■ WHAT THE EXERCISE ASKS: Which lines below hold the word "context"? Report each one.

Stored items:
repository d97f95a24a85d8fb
use serde_json::Value;

/// Pretty-print JSON to stdout.
pub fn print_json(value: &Value) {
    match serde_json::to_string_pretty(value) {
        Ok(s) => println!("{s}"),
        Err(e) => eprintln!("JSON serialization error: {e}"),
    }
}
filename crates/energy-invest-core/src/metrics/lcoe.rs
use rust_decimal::Decimal;
use serde::{Deserialize, Serialize};

use crate::error::AppraisalError;
use crate::project::{ProjectConfiguration, Technology};
use crate::simulation::cashflow::YearlyTimeline;
use crate::types::Money;
use crate::AppraisalResult;

/// Why LCOE was not produced.
#[derive(Debug, Clone, Copy, PartialEq, Eq, Serialize, Deserialize)]
#[serde(rename_all = "snake_case")]
pub enum LcoeUnsupported {
    /// Costs cannot be allocated between co-installed technologies
    MixedAssetConfiguration,
    /// No energy is delivered over the horizon
    ZeroDiscountedEnergy,
    /// Only a net-cash-flow series was supplied
    MissingCostProfile,
}

/// Levelized cost per MWh delivered, or an explicit non-result.
#[derive(Debug, Clone, Copy, PartialEq, Eq, Serialize, Deserialize)]
#[serde(tag = "status", content = "value", rename_all = "snake_case")]
pub enum Lcoe {
    Defined(Money),
    Unsupported(LcoeUnsupported),
}

impl Lcoe {
    pub fn value(&self) -> Option<Money> {
        match self {
            Lcoe::Defined(value) => Some(*value),
            Lcoe::Unsupported(_) => None,
        }
    }
}

/// Discounted lifetime cost (CAPEX + operating cost) over discounted lifetime
/// energy, at the configured discount rate. Generation energy counts for
/// solar and wind, discharged energy for storage.
pub fn levelized_cost(config: &ProjectConfiguration, timeline: &YearlyTimeline) -> AppraisalResult<Lcoe> {
    if config.is_mixed() {
        return Ok(Lcoe::Unsupported(LcoeUnsupported::MixedAssetConfiguration));
    }

    let energy = if config.asset_mix.contains(Technology::Storage) {
        &timeline.storage_discharge_mwh
    } else {
        &timeline.generation_mwh
    };

    let one_plus_r = Decimal::ONE + config.discount_rate;
    let mut discount = Decimal::ONE;
    let mut discounted_cost = timeline.total_capex;
    let mut discounted_energy = Decimal::ZERO;

    for t in 1..timeline.len() {
        discount = discount
            .checked_mul(one_plus_r)
            .ok_or_else(|| AppraisalError::DivisionByZero {
                context: format!("LCOE discount factor overflow at period {t}"),
            })?;
        discounted_cost += checked_present_value(timeline.operating_cost[t], discount, t)?;
        discounted_energy += checked_present_value(energy[t], discount, t)?;
    }

    if discounted_energy.is_zero() {
        return Ok(Lcoe::Unsupported(LcoeUnsupported::ZeroDiscountedEnergy));
    }

    discounted_cost
        .checked_div(discounted_energy)
        .map(Lcoe::Defined)
        .ok_or_else(|| AppraisalError::DivisionByZero {
            context: "LCOE discounted energy".into(),
        })
}

fn checked_present_value(value: Decimal, discount: Decimal, t: usize) -> AppraisalResult<Decimal> {
    value
        .checked_div(discount)
        .ok_or_else(|| AppraisalError::DivisionByZero {
            context: format!("LCOE discount factor at period {t}"),
        })
}
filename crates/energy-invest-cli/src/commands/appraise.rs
use clap::Args;
use serde_json::Value;

use energy_invest_core::appraisal;

use super::ConfigArgs;

/// Arguments for the full project appraisal
#[derive(Args)]
pub struct AppraiseArgs {
    #[command(flatten)]
    pub config: ConfigArgs,
}

pub fn run_appraise(args: AppraiseArgs) -> Result<Value, Box<dyn std::error::Error>> {
    let config = args.config.load()?;
    let result = appraisal::appraise_project(&config)?;
    Ok(serde_json::to_value(result)?)
}
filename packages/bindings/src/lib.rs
use napi::Result as NapiResult;
use napi_derive::napi;
use rust_decimal::Decimal;
use serde::Deserialize;

use energy_invest_core::project::{ProjectConfiguration, ProjectType};

/// Convert any Display error into a napi::Error.
fn to_napi_error(e: impl std::fmt::Display) -> napi::Error {
    napi::Error::from_reason(e.to_string())
}

fn parse_configuration(config_json: &str) -> NapiResult<ProjectConfiguration> {
    serde_json::from_str(config_json).map_err(to_napi_error)
}

// ---------------------------------------------------------------------------
// Appraisal pipeline
// ---------------------------------------------------------------------------

#[napi]
pub fn appraise_project(config_json: String) -> NapiResult<String> {
    let config = parse_configuration(&config_json)?;
    let output = energy_invest_core::appraisal::appraise_project(&config).map_err(to_napi_error)?;
    serde_json::to_string(&output).map_err(to_napi_error)
}

/// Year-by-year rows, including the cumulative position.
#[napi]
pub fn project_timeline(config_json: String) -> NapiResult<String> {
    let config = parse_configuration(&config_json)?;
    let (timeline, _) = energy_invest_core::appraisal::evaluate_project(&config).map_err(to_napi_error)?;
    serde_json::to_string(&timeline.years()).map_err(to_napi_error)
}

#[derive(Deserialize)]
struct MetricsInput {
    cash_flows: Vec<Decimal>,
    discount_rate: Decimal,
}

#[napi]
pub fn compute_metrics(input_json: String) -> NapiResult<String> {
    let input: MetricsInput = serde_json::from_str(&input_json).map_err(to_napi_error)?;
    let output = energy_invest_core::metrics::compute_metrics(&input.cash_flows, input.discount_rate)
        .map_err(to_napi_error)?;
    serde_json::to_string(&output).map_err(to_napi_error)
}

// ---------------------------------------------------------------------------
// Scenarios
// ---------------------------------------------------------------------------

#[napi]
pub fn sensitivity_grid(input_json: String) -> NapiResult<String> {
    let input: energy_invest_core::scenarios::SensitivityInput =
        serde_json::from_str(&input_json).map_err(to_napi_error)?;
    let output = energy_invest_core::scenarios::evaluate_sensitivity(&input).map_err(to_napi_error)?;
    serde_json::to_string(&output).map_err(to_napi_error)
}

#[napi]
pub fn risk_scenarios(config_json: String) -> NapiResult<String> {
    let config = parse_configuration(&config_json)?;
    let output = energy_invest_core::scenarios::analyze_risk_scenarios(&config).map_err(to_napi_error)?;
    serde_json::to_string(&output).map_err(to_napi_error)
}

// ---------------------------------------------------------------------------
// Presets
// ---------------------------------------------------------------------------

/// `project_type` is one of `solar`, `wind`, `storage`, `solar_storage`.
#[napi]
pub fn preset_configuration(project_type: String) -> NapiResult<String> {
    let project_type: ProjectType =
        serde_json::from_value(serde_json::Value::String(project_type)).map_err(to_napi_error)?;
    serde_json::to_string(&project_type.default_configuration()).map_err(to_napi_error)
}
use thiserror::Error;

#[derive(Debug, Error)]
pub enum AppraisalError {
    #[error("Invalid input: {field} — {reason}")]
    InvalidInput { field: String, reason: String },

    #[error("Insufficient data: {0}")]
    InsufficientData(String),

    #[error("Division by zero in {context}")]
    DivisionByZero { context: String },

    #[error("Serialization error: {0}")]
    SerializationError(String),
}

impl AppraisalError {
    pub(crate) fn invalid(field: &str, reason: impl Into<String>) -> Self {
        AppraisalError::InvalidInput {
            field: field.to_string(),
            reason: reason.into(),
        }
    }
}

impl From<serde_json::Error> for AppraisalError {
    fn from(e: serde_json::Error) -> Self {
        AppraisalError::SerializationError(e.to_string())
    }
}
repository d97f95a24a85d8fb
use rust_decimal::Decimal;
use serde::{Deserialize, Serialize};
use tracing::{debug, instrument};

use crate::project::ProjectConfiguration;
use crate::types::MegawattHours;

/// Yearly energy volumes, indexed by project year (0..=lifetime).
#[derive(Debug, Clone, PartialEq, Serialize, Deserialize)]
pub struct ProductionProfile {
    pub commissioning_year: u32,
    /// Energy generated by all generation technologies
    pub generation_mwh: Vec<MegawattHours>,
    /// Energy discharged by storage
    pub storage_discharge_mwh: Vec<MegawattHours>,
}

impl ProductionProfile {
    pub fn total_energy_mwh(&self) -> MegawattHours {
        self.generation_mwh.iter().sum::<Decimal>() + self.storage_discharge_mwh.iter().sum::<Decimal>()
    }
}

/// Convert installed capacity and asset mix into yearly energy volumes.
///
/// Years before commissioning stay at zero. From commissioning onwards every
/// technology degrades geometrically with asset age. Every generation
/// technology in the mix is credited with the full generation capacity.
#[instrument(skip_all, fields(mix = ?config.asset_mix))]
pub fn simulate_production(config: &ProjectConfiguration) -> ProductionProfile {
    let horizon = config.horizon_len();
    let commissioning_year = config.commissioning_year();
    let start = commissioning_year as usize;
    let assumptions = &config.assumptions;

    let mut generation_mwh = vec![Decimal::ZERO; horizon];
    let mut storage_discharge_mwh = vec![Decimal::ZERO; horizon];

    // (first-year energy, annual retention) per generation technology
    let generation_sources: Vec<(Decimal, Decimal)> = config
        .generation_technologies()
        .filter_map(|technology| assumptions.generation_profile(technology))
        .map(|profile| {
            (
                config.generation_capacity_mw * assumptions.hours_per_year * profile.capacity_factor,
                Decimal::ONE - profile.annual_degradation,
            )
        })
        .collect();

    let storage_first_year = if config.has_storage() {
        config.storage_energy_mwh() * Decimal::from(config.annual_cycles)
    } else {
        Decimal::ZERO
    };
    let storage_retention = Decimal::ONE - assumptions.storage.annual_degradation;

    // Iterative degradation factors, (1 - d)^age
    let mut generation_factors = vec![Decimal::ONE; generation_sources.len()];
    let mut storage_factor = Decimal::ONE;

    for t in start..horizon {
        if t > start {
            for (factor, (_, retention)) in generation_factors.iter_mut().zip(&generation_sources) {
                *factor *= *retention;
            }
            storage_factor *= storage_retention;
        }

        generation_mwh[t] = generation_sources
            .iter()
            .zip(&generation_factors)
            .map(|((first_year, _), factor)| *first_year * *factor)
            .sum();
        storage_discharge_mwh[t] = storage_first_year * storage_factor;
    }

    let profile = ProductionProfile {
        commissioning_year,
        generation_mwh,
        storage_discharge_mwh,
    };
    debug!(
        commissioning_year,
        total_energy_mwh = %profile.total_energy_mwh(),
        "Simulated production"
    );
    profile
}
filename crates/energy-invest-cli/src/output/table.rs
use serde_json::{Map, Value};
use tabled::{builder::Builder, Table};

use super::display_value;

/// Format output as a table using the tabled crate.
pub fn print_table(value: &Value) {
    match value {
        Value::Object(map) => {
            // Check if "result" key holds the primary data
            if let Some(result) = map.get("result") {
                print_result_table(result, map);
            } else {
                println!("{}", field_table(map));
            }
        }
        Value::Array(arr) => {
            print_array_table(arr);
        }
        _ => {
            println!("{}", value);
        }
    }
}

fn print_result_table(result: &Value, envelope: &Map<String, Value>) {
    match result {
        Value::Object(res_map) if res_map.contains_key("matrix") => print_grid_table(res_map),
        Value::Object(res_map) => {
            println!("{}", field_table(res_map));
            // Row collections get their own tables
            for (key, val) in res_map {
                if let Value::Array(rows) = val {
                    if rows.first().is_some_and(Value::is_object) {
                        println!("\n{}:", key);
                        print_array_table(rows);
                    }
                }
            }
        }
        _ => println!("{}", display_value(result)),
    }

    // Print warnings if any
    if let Some(Value::Array(warnings)) = envelope.get("warnings") {
        if !warnings.is_empty() {
            println!("\nWarnings:");
            for w in warnings {
                if let Value::String(s) = w {
                    println!("  - {}", s);
                }
            }
        }
    }

    // Print methodology
    if let Some(Value::String(meth)) = envelope.get("methodology") {
        println!("\nMethodology: {}", meth);
    }
}

/// Field/Value table. Nested records are flattened one level as
/// `parent.child`; arrays are left to dedicated tables.
fn field_table(map: &Map<String, Value>) -> Table {
    let mut builder = Builder::default();
    builder.push_record(["Field", "Value"]);
    for (key, val) in map {
        match val {
            Value::Array(_) => {}
            Value::Object(inner) if !inner.contains_key("status") => {
                for (child, child_val) in inner {
                    if !child_val.is_array() && !is_plain_object(child_val) {
                        builder.push_record([format!("{key}.{child}"), display_value(child_val)]);
                    }
                }
            }
            _ => builder.push_record([key.clone(), display_value(val)]),
        }
    }
    builder.build()
}

fn is_plain_object(value: &Value) -> bool {
    value.as_object().is_some_and(|m| !m.contains_key("status"))
}

fn print_array_table(arr: &[Value]) {
    if arr.is_empty() {
        println!("(empty)");
        return;
    }

    // Collect all keys from first object for headers
    if let Some(Value::Object(first)) = arr.first() {
        let headers: Vec<String> = first.keys().cloned().collect();
        let mut builder = Builder::default();
        builder.push_record(headers.clone());

        for item in arr {
            if let Value::Object(map) = item {
                let row: Vec<String> = headers
                    .iter()
                    .map(|h| map.get(h.as_str()).map(display_value).unwrap_or_default())
                    .collect();
                builder.push_record(row);
            }
        }

        println!("{}", builder.build());
    } else {
        // Simple array of values
        for item in arr {
            println!("{}", display_value(item));
        }
    }
}

/// Sensitivity grid with variable_1 down the side and variable_2 across the top.
fn print_grid_table(result: &Map<String, Value>) {
    let labels = |key: &str| -> Vec<String> {
        result
            .get(key)
            .and_then(Value::as_array)
            .map(|values| values.iter().map(display_value).collect())
            .unwrap_or_default()
    };
    let rows = labels("variable_1_values");
    let columns = labels("variable_2_values");

    let corner = format!(
        "{} \\ {}",
        result.get("variable_1").map(display_value).unwrap_or_default(),
        result.get("variable_2").map(display_value).unwrap_or_default()
    );
    let mut builder = Builder::default();
    let mut header = vec![corner];
    header.extend(columns);
    builder.push_record(header);

    if let Some(Value::Array(matrix)) = result.get("matrix") {
        for (label, row) in rows.iter().zip(matrix) {
            let mut record = vec![label.clone()];
            if let Value::Array(cells) = row {
                record.extend(cells.iter().map(|cell| match cell {
                    Value::Null => "-".to_string(),
                    other => display_value(other),
                }));
            }
            builder.push_record(record);
        }
    }
    println!("{}", builder.build());

    if let Some(base) = result.get("base_case_value") {
        println!(
            "\nBase case {}: {}",
            result.get("output_metric").map(display_value).unwrap_or_default(),
            display_value(base)
        );
    }
}
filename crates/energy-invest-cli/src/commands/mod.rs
pub mod appraise;
pub mod metrics;
pub mod preset;
pub mod scenarios;
pub mod timeline;

use clap::{Args, ValueEnum};
use rust_decimal::Decimal;
use tracing::debug;

use energy_invest_core::project::{ProjectConfiguration, ProjectType};

use crate::input;

/// Project archetype selectable on the command line
#[derive(Debug, Clone, Copy, ValueEnum)]
pub enum PresetKind {
    Solar,
    Wind,
    Storage,
    SolarStorage,
}

impl From<PresetKind> for ProjectType {
    fn from(kind: PresetKind) -> Self {
        match kind {
            PresetKind::Solar => ProjectType::Solar,
            PresetKind::Wind => ProjectType::Wind,
            PresetKind::Storage => ProjectType::Storage,
            PresetKind::SolarStorage => ProjectType::SolarStorage,
        }
    }
}

/// Where the project configuration comes from, plus per-field overrides
#[derive(Args, Debug)]
pub struct ConfigArgs {
    /// Path to JSON or YAML configuration file (overrides --preset)
    #[arg(long)]
    pub input: Option<String>,

    /// Start from the default configuration of a project type
    #[arg(long)]
    pub preset: Option<PresetKind>,

    /// Discount rate as a decimal (0.12 = 12%)
    #[arg(long)]
    pub discount_rate: Option<Decimal>,

    /// Day-ahead wholesale price per MWh
    #[arg(long)]
    pub price: Option<Decimal>,

    /// Apply the imbalance-penalty risk
    #[arg(long)]
    pub imbalance_risk: Option<bool>,

    /// Apply the grid connection-delay risk
    #[arg(long)]
    pub connection_delay: Option<bool>,

    /// Operating lifetime in years
    #[arg(long)]
    pub lifetime: Option<u32>,
}

impl ConfigArgs {
    /// Resolve the configuration: file, then preset, then piped stdin.
    pub fn load(&self) -> Result<ProjectConfiguration, Box<dyn std::error::Error>> {
        let mut config: ProjectConfiguration = if let Some(ref path) = self.input {
            input::file::read_input(path)?
        } else if let Some(kind) = self.preset {
            ProjectType::from(kind).default_configuration()
        } else if let Some(data) = input::stdin::read_stdin()? {
            serde_json::from_value(data)?
        } else {
            return Err("--input <file>, --preset <type> or stdin required".into());
        };

        self.apply_overrides(&mut config);
        debug!(?config, "Loaded project configuration");
        Ok(config)
    }

    fn apply_overrides(&self, config: &mut ProjectConfiguration) {
        if let Some(rate) = self.discount_rate {
            config.discount_rate = rate;
        }
        if let Some(price) = self.price {
            config.wholesale_price_per_mwh = price;
        }
        if let Some(flag) = self.imbalance_risk {
            config.risks.imbalance_penalty = flag;
        }
        if let Some(flag) = self.connection_delay {
            config.risks.connection_delay = flag;
        }
        if let Some(years) = self.lifetime {
            config.lifetime_years = years;
        }
    }
}
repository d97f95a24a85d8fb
//! Reduction of a net-cash-flow timeline to investment decision metrics.

pub mod lcoe;

use rust_decimal::Decimal;
use serde::{Deserialize, Serialize};
use tracing::debug;

use crate::error::AppraisalError;
use crate::time_value::{self, IrrOutcome};
use crate::types::{Money, Rate};
use crate::AppraisalResult;

pub use lcoe::{levelized_cost, Lcoe, LcoeUnsupported};

/// First year in which the investment is paid back.
#[derive(Debug, Clone, Copy, PartialEq, Eq, Serialize, Deserialize)]
#[serde(tag = "status", content = "value", rename_all = "snake_case")]
pub enum Payback {
    #[serde(rename = "recovered")]
    Year(u32),
    NotRecovered,
}

impl Payback {
    pub fn year(&self) -> Option<u32> {
        match self {
            Payback::Year(year) => Some(*year),
            Payback::NotRecovered => None,
        }
    }
}

/// Scalar appraisal metrics for one cash-flow timeline.
#[derive(Debug, Clone, PartialEq, Serialize, Deserialize)]
pub struct FinancialMetrics {
    pub irr: IrrOutcome,
    pub npv: Money,
    pub discount_rate: Rate,
    pub payback: Payback,
    pub lcoe: Lcoe,
}

/// Compute IRR, NPV and payback for a yearly net-cash-flow series
/// (index 0 = investment year).
///
/// A bare series carries no cost or energy breakdown, so LCOE is reported as
/// unsupported here; the appraisal pipeline fills it in from the timeline.
pub fn compute_metrics(net_cash_flow: &[Money], discount_rate: Rate) -> AppraisalResult<FinancialMetrics> {
    if net_cash_flow.is_empty() {
        return Err(AppraisalError::InsufficientData(
            "Metrics require at least one cash flow".into(),
        ));
    }
    if discount_rate <= Decimal::ZERO || discount_rate >= Decimal::ONE {
        return Err(AppraisalError::invalid(
            "discount_rate",
            "Discount rate must be a fraction in (0, 1)",
        ));
    }

    let npv = time_value::npv(discount_rate, net_cash_flow)?;
    let irr = time_value::irr(net_cash_flow);
    let payback = payback_year(net_cash_flow);

    debug!(npv = %npv, irr = ?irr, payback = ?payback, "Computed metrics");

    Ok(FinancialMetrics {
        irr,
        npv,
        discount_rate,
        payback,
        lcoe: Lcoe::Unsupported(LcoeUnsupported::MissingCostProfile),
    })
}

/// Index of the first year whose cumulative net cash flow is non-negative.
pub fn payback_year(net_cash_flow: &[Money]) -> Payback {
    let mut cumulative = Decimal::ZERO;
    for (year, cf) in net_cash_flow.iter().enumerate() {
        cumulative += cf;
        if cumulative >= Decimal::ZERO {
            return Payback::Year(year as u32);
        }
    }
    Payback::NotRecovered
}

#[cfg(test)]
mod tests {
    use super::*;
    use crate::time_value::IrrFailure;
    use pretty_assertions::assert_eq;
    use rust_decimal_macros::dec;

    #[test]
    fn test_basic_metrics() {
        let cfs = vec![dec!(-1000), dec!(400), dec!(400), dec!(400)];
        let m = compute_metrics(&cfs, dec!(0.08)).unwrap();
        assert!(m.irr.is_defined());
        assert!(m.npv > Decimal::ZERO);
        assert_eq!(m.payback, Payback::Year(3));
        assert_eq!(m.lcoe, Lcoe::Unsupported(LcoeUnsupported::MissingCostProfile));
    }

    #[test]
    fn test_payback_not_recovered() {
        let cfs = vec![dec!(-1000), dec!(100), dec!(100)];
        assert_eq!(payback_year(&cfs), Payback::NotRecovered);
        assert_eq!(payback_year(&cfs).year(), None);
    }

    #[test]
    fn test_payback_exact_break_even_counts() {
        let cfs = vec![dec!(-1000), dec!(500), dec!(500), dec!(10)];
        assert_eq!(payback_year(&cfs), Payback::Year(2));
    }

    #[test]
    fn test_payback_year_zero_without_capex() {
        assert_eq!(payback_year(&[Decimal::ZERO, dec!(10)]), Payback::Year(0));
    }

    #[test]
    fn test_all_negative_series_has_undefined_irr() {
        let cfs = vec![dec!(-1000), dec!(-50), dec!(-50)];
        let m = compute_metrics(&cfs, dec!(0.10)).unwrap();
        assert_eq!(m.irr, IrrOutcome::Undefined(IrrFailure::NoSignChange));
        assert_eq!(m.irr.value_or_zero(), Decimal::ZERO);
        assert_eq!(m.payback, Payback::NotRecovered);
    }

    #[test]
    fn test_empty_series_rejected() {
        assert!(compute_metrics(&[], dec!(0.10)).is_err());
    }

    #[test]
    fn test_non_positive_discount_rate_rejected() {
        let cfs = vec![dec!(-1000), dec!(1200)];
        assert!(compute_metrics(&cfs, Decimal::ZERO).is_err());
        assert!(compute_metrics(&cfs, dec!(-0.1)).is_err());
    }

    #[test]
    fn test_percentage_style_discount_rate_rejected() {
        let mut cfs = vec![dec!(-2_750_000)];
        cfs.extend(std::iter::repeat(dec!(353_059.20)).take(20));
        assert!(compute_metrics(&cfs, dec!(50)).is_err());
        assert!(compute_metrics(&cfs, Decimal::ONE).is_err());
    }

    #[test]
    fn test_idempotent() {
        let cfs = vec![dec!(-2_750_000), dec!(353_059.20), dec!(360_000), dec!(370_000)];
        let first = compute_metrics(&cfs, dec!(0.12)).unwrap();
        let second = compute_metrics(&cfs, dec!(0.12)).unwrap();
        assert_eq!(first, second);
    }

    #[test]
    fn test_payback_serializes_with_status_tag() {
        let json = serde_json::to_value(Payback::Year(7)).unwrap();
        assert_eq!(json["status"], "recovered");
        assert_eq!(json["value"], 7);
        let json = serde_json::to_value(Payback::NotRecovered).unwrap();
        assert_eq!(json["status"], "not_recovered");
    }
}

■ SOLUTION TO THE PROBLEM:
                context: format!("LCOE discount factor overflow at period {t}"),
            context: "LCOE discounted energy".into(),
            context: format!("LCOE discount factor at period {t}"),
    #[error("Division by zero in {context}")]
    DivisionByZero { context: String },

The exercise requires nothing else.